As the day dragged on, I dismissed the obvious things (such as turning it into a piece of origami) as well as the not-so-obvious things (such as burning half of it and drawing a picture on the other half using only the ashes). It seemed to me that the term "something impressive" was too vague. What I needed were some narrower parameters in which to work. (Does this happen to anyone else out there? When you can "do anything" do you find that, more often than not, you "do nothing"?)
My way of narrowing my options was to allow myself only two "actions": I could cut the paper (but not cut anything out of or off it) and I could bend the paper. Cutting and bending and nothing else. It seemed sufficiently impossible to me and so I set to work. The next morning when I went back, I placed the piece of paper on the art director's desk. Other than a bunch of cuts, slices really, it was the same paper she'd given me 24 hours earlier. I then proceeded to bend and twist it, first into the shape of a bouquet of flowers. Then, with a few more manipulations, into the distinctive shape of a VW Bug, and finally, into a three-dimensional picture of my own face.
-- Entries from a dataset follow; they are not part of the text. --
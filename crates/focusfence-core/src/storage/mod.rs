mod config;
pub mod database;

pub use config::{Config, DisplayDefaults, RestrictionsConfig};
pub use database::{Database, FocusStats};

use std::path::PathBuf;

use crate::error::ConfigError;

/// Returns `~/.config/focusfence[-dev]/` based on FOCUSFENCE_ENV.
///
/// `FOCUSFENCE_ENV=dev` switches to a separate directory so trying out a
/// development build (or hand-testing the simulator) never edits the presets
/// or statistics of the installed tool. The CLI tests go further and point
/// `HOME` at a scratch directory.
///
/// # Errors
/// Returns an error if creating the directory fails.
pub fn data_dir() -> Result<PathBuf, ConfigError> {
    let base_dir = dirs::home_dir()
        .unwrap_or_else(|| PathBuf::from("."))
        .join(".config");

    let env = std::env::var("FOCUSFENCE_ENV").unwrap_or_else(|_| "production".to_string());

    let dir = if env == "dev" {
        base_dir.join("focusfence-dev")
    } else {
        base_dir.join("focusfence")
    };

    std::fs::create_dir_all(&dir).map_err(|source| ConfigError::DataDir {
        path: dir.clone(),
        source,
    })?;
    Ok(dir)
}
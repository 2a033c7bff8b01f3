//! Subject identity and spatial primitives.

use serde::{Deserialize, Serialize};
use uuid::Uuid;

/// Identity of a tracked subject. At most one session exists per id.
#[derive(Debug, Clone, Copy, PartialEq, Eq, Hash, PartialOrd, Ord, Serialize, Deserialize)]
#[serde(transparent)]
pub struct SubjectId(pub Uuid);

impl SubjectId {
    pub fn new() -> Self {
        Self(Uuid::new_v4())
    }
}

impl Default for SubjectId {
    fn default() -> Self {
        Self::new()
    }
}

impl std::fmt::Display for SubjectId {
    fn fmt(&self, f: &mut std::fmt::Formatter<'_>) -> std::fmt::Result {
        write!(f, "{}", self.0)
    }
}

impl std::str::FromStr for SubjectId {
    type Err = uuid::Error;

    fn from_str(s: &str) -> Result<Self, Self::Err> {
        Uuid::parse_str(s).map(Self)
    }
}

/// A point in a named world.
#[derive(Debug, Clone, PartialEq, Serialize, Deserialize)]
pub struct Position {
    pub world: String,
    pub x: f64,
    pub y: f64,
    pub z: f64,
}

impl Position {
    pub fn new(world: impl Into<String>, x: f64, y: f64, z: f64) -> Self {
        Self {
            world: world.into(),
            x,
            y,
            z,
        }
    }

    /// Squared euclidean distance, ignoring the world.
    pub fn distance_squared(&self, other: &Position) -> f64 {
        let dx = self.x - other.x;
        let dy = self.y - other.y;
        let dz = self.z - other.z;
        dx * dx + dy * dy + dz * dz
    }

    /// Vector from `self` to `target`.
    pub fn towards(&self, target: &Position) -> Velocity {
        Velocity {
            x: target.x - self.x,
            y: target.y - self.y,
            z: target.z - self.z,
        }
    }

    /// Same coordinates, ignoring the world.
    pub fn same_coordinates(&self, other: &Position) -> bool {
        self.x == other.x && self.y == other.y && self.z == other.z
    }
}

/// A velocity (or plain direction) vector.
#[derive(Debug, Clone, Copy, PartialEq, Serialize, Deserialize)]
pub struct Velocity {
    pub x: f64,
    pub y: f64,
    pub z: f64,
}

impl Velocity {
    pub fn length_squared(&self) -> f64 {
        self.x * self.x + self.y * self.y + self.z * self.z
    }

    pub fn length(&self) -> f64 {
        self.length_squared().sqrt()
    }

    /// Unit vector scaled to `magnitude`. Callers must rule out a zero vector.
    pub fn scaled_to(&self, magnitude: f64) -> Velocity {
        let factor = magnitude / self.length();
        Velocity {
            x: self.x * factor,
            y: self.y * factor,
            z: self.z * factor,
        }
    }
}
It must have been sufficiently impressive because I did get the job. So, today, I thought I would focus on cutting and bending. (For the purposes of this demonstration, I've allowed for a little trimming in order to create a decorative edge along the top.)
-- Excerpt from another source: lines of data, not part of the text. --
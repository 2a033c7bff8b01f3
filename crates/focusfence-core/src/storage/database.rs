//! SQLite-based focus statistics and subject-owned presets.
//!
//! Provides persistent storage for:
//! - Accumulated focus time and completed work intervals per subject
//! - Presets created by subjects, layered over the configured ones

use std::collections::BTreeMap;
use std::path::Path;
use std::sync::{Mutex, MutexGuard, PoisonError};

use rusqlite::{params, Connection, OptionalExtension};
use serde::{Deserialize, Serialize};

use super::data_dir;
use crate::adapters::{PersistenceSink, PresetCatalog};
use crate::error::{DatabaseError, Result};
use crate::position::SubjectId;
use crate::preset::{validate_preset_name, Preset, PresetField};

#[derive(Debug, Clone, Copy, Serialize, Deserialize, Default, PartialEq, Eq)]
pub struct FocusStats {
    pub total_focus_secs: u64,
    pub total_work_sessions: u64,
}

/// SQLite database for focus statistics and presets.
///
/// The connection sits behind a mutex so the database can be shared with
/// the engine as a collaborator.
pub struct Database {
    conn: Mutex<Connection>,
}

impl Database {
    /// Open the database at `~/.config/focusfence/focusfence.db`.
    ///
    /// Creates the database file and schema if they don't exist.
    ///
    /// # Errors
    /// Returns an error if the database cannot be opened or migrated.
    pub fn open() -> Result<Self> {
        let path = data_dir()?.join("focusfence.db");
        Self::open_at(&path)
    }

    pub fn open_at(path: &Path) -> Result<Self> {
        let conn = Connection::open(path).map_err(|source| DatabaseError::OpenFailed {
            path: path.to_path_buf(),
            source,
        })?;
        let db = Self {
            conn: Mutex::new(conn),
        };
        db.migrate()?;
        Ok(db)
    }

    /// Open an in-memory database.
    pub fn open_memory() -> Result<Self> {
        let conn = Connection::open_in_memory()?;
        let db = Self {
            conn: Mutex::new(conn),
        };
        db.migrate()?;
        Ok(db)
    }

    fn conn(&self) -> MutexGuard<'_, Connection> {
        self.conn.lock().unwrap_or_else(PoisonError::into_inner)
    }

    fn migrate(&self) -> Result<(), rusqlite::Error> {
        self.conn().execute_batch(
            "CREATE TABLE IF NOT EXISTS focus_stats (
                subject             TEXT PRIMARY KEY,
                total_focus_seconds INTEGER NOT NULL DEFAULT 0,
                total_work_sessions INTEGER NOT NULL DEFAULT 0
            );

            CREATE TABLE IF NOT EXISTS presets (
                subject      TEXT NOT NULL,
                key          TEXT NOT NULL,
                name         TEXT NOT NULL,
                work         INTEGER NOT NULL,
                break        INTEGER NOT NULL,
                long_break   INTEGER NOT NULL,
                cycle_length INTEGER NOT NULL,
                PRIMARY KEY (subject, key)
            );",
        )
    }

    /// Add one completed work interval to the subject's totals.
    pub fn add_focus_session(&self, subject: SubjectId, focus_secs: u32) -> Result<()> {
        self.conn().execute(
            "INSERT INTO focus_stats (subject, total_focus_seconds, total_work_sessions)
             VALUES (?1, ?2, 1)
             ON CONFLICT(subject) DO UPDATE SET
                total_focus_seconds = total_focus_seconds + excluded.total_focus_seconds,
                total_work_sessions = total_work_sessions + 1",
            params![subject.to_string(), focus_secs],
        )?;
        Ok(())
    }

    pub fn focus_stats(&self, subject: SubjectId) -> Result<FocusStats> {
        let stats = self
            .conn()
            .query_row(
                "SELECT total_focus_seconds, total_work_sessions
                 FROM focus_stats WHERE subject = ?1",
                params![subject.to_string()],
                |row| {
                    Ok(FocusStats {
                        total_focus_secs: row.get(0)?,
                        total_work_sessions: row.get(1)?,
                    })
                },
            )
            .optional()?;
        Ok(stats.unwrap_or_default())
    }

    /// Insert or replace a subject-owned preset.
    pub fn save_preset(&self, subject: SubjectId, key: &str, preset: &Preset) -> Result<()> {
        validate_preset_name(&preset.name)?;
        preset.validate()?;
        self.conn().execute(
            "INSERT OR REPLACE INTO presets
                (subject, key, name, work, break, long_break, cycle_length)
             VALUES (?1, ?2, ?3, ?4, ?5, ?6, ?7)",
            params![
                subject.to_string(),
                key,
                preset.name,
                preset.work_minutes,
                preset.break_minutes,
                preset.long_break_minutes,
                preset.cycle_length,
            ],
        )?;
        Ok(())
    }

    /// Returns whether a preset was removed.
    pub fn delete_preset(&self, subject: SubjectId, key: &str) -> Result<bool> {
        let removed = self.conn().execute(
            "DELETE FROM presets WHERE subject = ?1 AND key = ?2",
            params![subject.to_string(), key],
        )?;
        Ok(removed > 0)
    }

    /// The subject's own copy of `key`.
    ///
    /// When the subject does not own `key` yet, the preset `shared` resolves
    /// for it is copied into the subject's set first, so later edits never
    /// touch the shared definition. `None` if neither knows the key.
    pub fn ensure_owned(
        &self,
        subject: SubjectId,
        key: &str,
        shared: &dyn PresetCatalog,
    ) -> Result<Option<Preset>> {
        if let Some(own) = self.preset(subject, key)? {
            return Ok(Some(own));
        }
        let Some(preset) = shared.resolve(subject, key) else {
            return Ok(None);
        };
        self.save_preset(subject, key, &preset)?;
        tracing::debug!(%subject, preset = key, "copied shared preset");
        Ok(Some(preset))
    }

    /// Change the display name; the key stays. Returns whether a preset was renamed.
    pub fn rename_preset(&self, subject: SubjectId, key: &str, name: &str) -> Result<bool> {
        validate_preset_name(name)?;
        let renamed = self.conn().execute(
            "UPDATE presets SET name = ?1 WHERE subject = ?2 AND key = ?3",
            params![name.trim(), subject.to_string(), key],
        )?;
        Ok(renamed > 0)
    }

    /// Add `delta` to one numeric field, clamped to at least 1.
    ///
    /// Returns the updated preset, or `None` if the subject owns no such key.
    pub fn adjust_preset(
        &self,
        subject: SubjectId,
        key: &str,
        field: PresetField,
        delta: i32,
    ) -> Result<Option<Preset>> {
        let conn = self.conn();
        let current = conn
            .query_row(
                "SELECT name, work, break, long_break, cycle_length
                 FROM presets WHERE subject = ?1 AND key = ?2",
                params![subject.to_string(), key],
                row_to_preset,
            )
            .optional()?;
        let Some(current) = current else {
            return Ok(None);
        };

        let adjusted = current.adjusted(field, delta);
        conn.execute(
            &format!(
                "UPDATE presets SET {} = ?1 WHERE subject = ?2 AND key = ?3",
                field.column()
            ),
            params![adjusted.field(field), subject.to_string(), key],
        )?;
        Ok(Some(adjusted))
    }

    pub fn preset(&self, subject: SubjectId, key: &str) -> Result<Option<Preset>> {
        let preset = self
            .conn()
            .query_row(
                "SELECT name, work, break, long_break, cycle_length
                 FROM presets WHERE subject = ?1 AND key = ?2",
                params![subject.to_string(), key],
                row_to_preset,
            )
            .optional()?;
        Ok(preset)
    }

    pub fn presets(&self, subject: SubjectId) -> Result<BTreeMap<String, Preset>> {
        let conn = self.conn();
        let mut stmt = conn.prepare(
            "SELECT key, name, work, break, long_break, cycle_length
             FROM presets WHERE subject = ?1 ORDER BY key",
        )?;
        let rows = stmt.query_map(params![subject.to_string()], |row| {
            Ok((
                row.get::<_, String>(0)?,
                Preset {
                    name: row.get(1)?,
                    work_minutes: row.get(2)?,
                    break_minutes: row.get(3)?,
                    long_break_minutes: row.get(4)?,
                    cycle_length: row.get(5)?,
                },
            ))
        })?;

        let mut presets = BTreeMap::new();
        for row in rows {
            let (key, preset) = row?;
            presets.insert(key, preset);
        }
        Ok(presets)
    }
}

fn row_to_preset(row: &rusqlite::Row<'_>) -> rusqlite::Result<Preset> {
    Ok(Preset {
        name: row.get(0)?,
        work_minutes: row.get(1)?,
        break_minutes: row.get(2)?,
        long_break_minutes: row.get(3)?,
        cycle_length: row.get(4)?,
    })
}

impl PersistenceSink for Database {
    fn record_focus_session(&self, subject: SubjectId, duration_secs: u32) -> Result<()> {
        self.add_focus_session(subject, duration_secs)
    }
}

impl PresetCatalog for Database {
    fn resolve(&self, subject: SubjectId, key: &str) -> Option<Preset> {
        match self.preset(subject, key) {
            Ok(preset) => preset,
            Err(e) => {
                tracing::warn!(%subject, preset = key, error = %e, "preset lookup failed");
                None
            }
        }
    }

    fn keys(&self, subject: SubjectId) -> Vec<String> {
        self.presets(subject)
            .map(|p| p.into_keys().collect())
            .unwrap_or_default()
    }
}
The cutting involved is not complicated but it IS a bit difficult to explain using only words. To help make things easier for anyone interested in attempting this project, I've included a full-size PDF template that you can download and trace. Follow the directions carefully and you'll have a beautiful, delicate, and (I hope) "impressive" lantern shade that will cast a subtle and warm glow.
Cut with Care
On a sheet of 17" x 13" paper, trace the image of this iris (the attached full-size PDF template can be downloaded and printed at home). Pay special attention to the fact that many of the lines DO NOT CONNECT. This is intentional, as these areas will provide the hinges for our folding method.
Feel free to eliminate or modify the decorative design along the top edge of the page if you so prefer.
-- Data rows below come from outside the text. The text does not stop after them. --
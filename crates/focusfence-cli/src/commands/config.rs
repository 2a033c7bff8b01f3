use clap::Subcommand;
use focusfence_core::Config;

use super::CmdResult;

#[derive(Subcommand)]
pub enum ConfigAction {
    /// Get a config value
    Get {
        /// Dot-separated key (e.g. "restrictions.max_distance")
        key: String,
    },
    /// Set a config value
    Set {
        /// Dot-separated key
        key: String,
        /// New value
        #[arg(allow_negative_numbers = true)]
        value: String,
    },
    /// Print the whole configuration as JSON
    Show,
    /// Print the config file location
    Path,
    /// Reset config to defaults
    Reset,
}

pub fn run(action: ConfigAction) -> CmdResult {
    match action {
        ConfigAction::Get { key } => {
            let config = Config::load()?;
            match config.get(&key) {
                Some(value) => println!("{value}"),
                None => return Err(format!("unknown key: {key}").into()),
            }
        }
        ConfigAction::Set { key, value } => {
            let mut config = Config::load()?;
            config.set(&key, &value)?;
            config.save()?;
            println!("ok");
        }
        ConfigAction::Show => {
            let config = Config::load()?;
            println!("{}", serde_json::to_string_pretty(&config)?);
        }
        ConfigAction::Path => {
            println!("{}", Config::path()?.display());
        }
        ConfigAction::Reset => {
            Config::default().save()?;
            println!("config reset to defaults");
        }
    }
    Ok(())
}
Here is a view of the sheet after it has been cut as indicated above.
Once you have completed cutting the iris, start folding and shaping the cut areas. To help make it clear how these folds should be done, I've included a second template that you can download and view on your screen. Areas indicated by YELLOW are pushed through the paper so that they extend out the back. Areas indicated by GREEN are pulled forward so that they protrude from the front. You may wish to score the areas you intend to fold, using a bone creaser, as this will give you a cleaner edge.
Note that the center petal (pointing upward in the picture above) gets folded all the way forward until it points downward toward the leaves. A small dot of glue can be used to hold this in place if your paper is particularly stiff.
You can download a full-size PDF guide to folding the various sections.
Once you have folded and shaped the parts of the iris, you can roll the sheet into a tube and affix it, end to end, using double-sided tape or paper adhesive (be sure to line up the decorative shapes along the top edge). Burnish the tape to secure the adhesion or hold in place until the glue has dried.
Below is a picture of what your finished lantern shade should look like. Simply place your iris over a small glass containing a single tea light. (Caution: Do not use more than one tea light or any candle that is not enclosed in a glass holder; otherwise, your lantern may go up in flames.)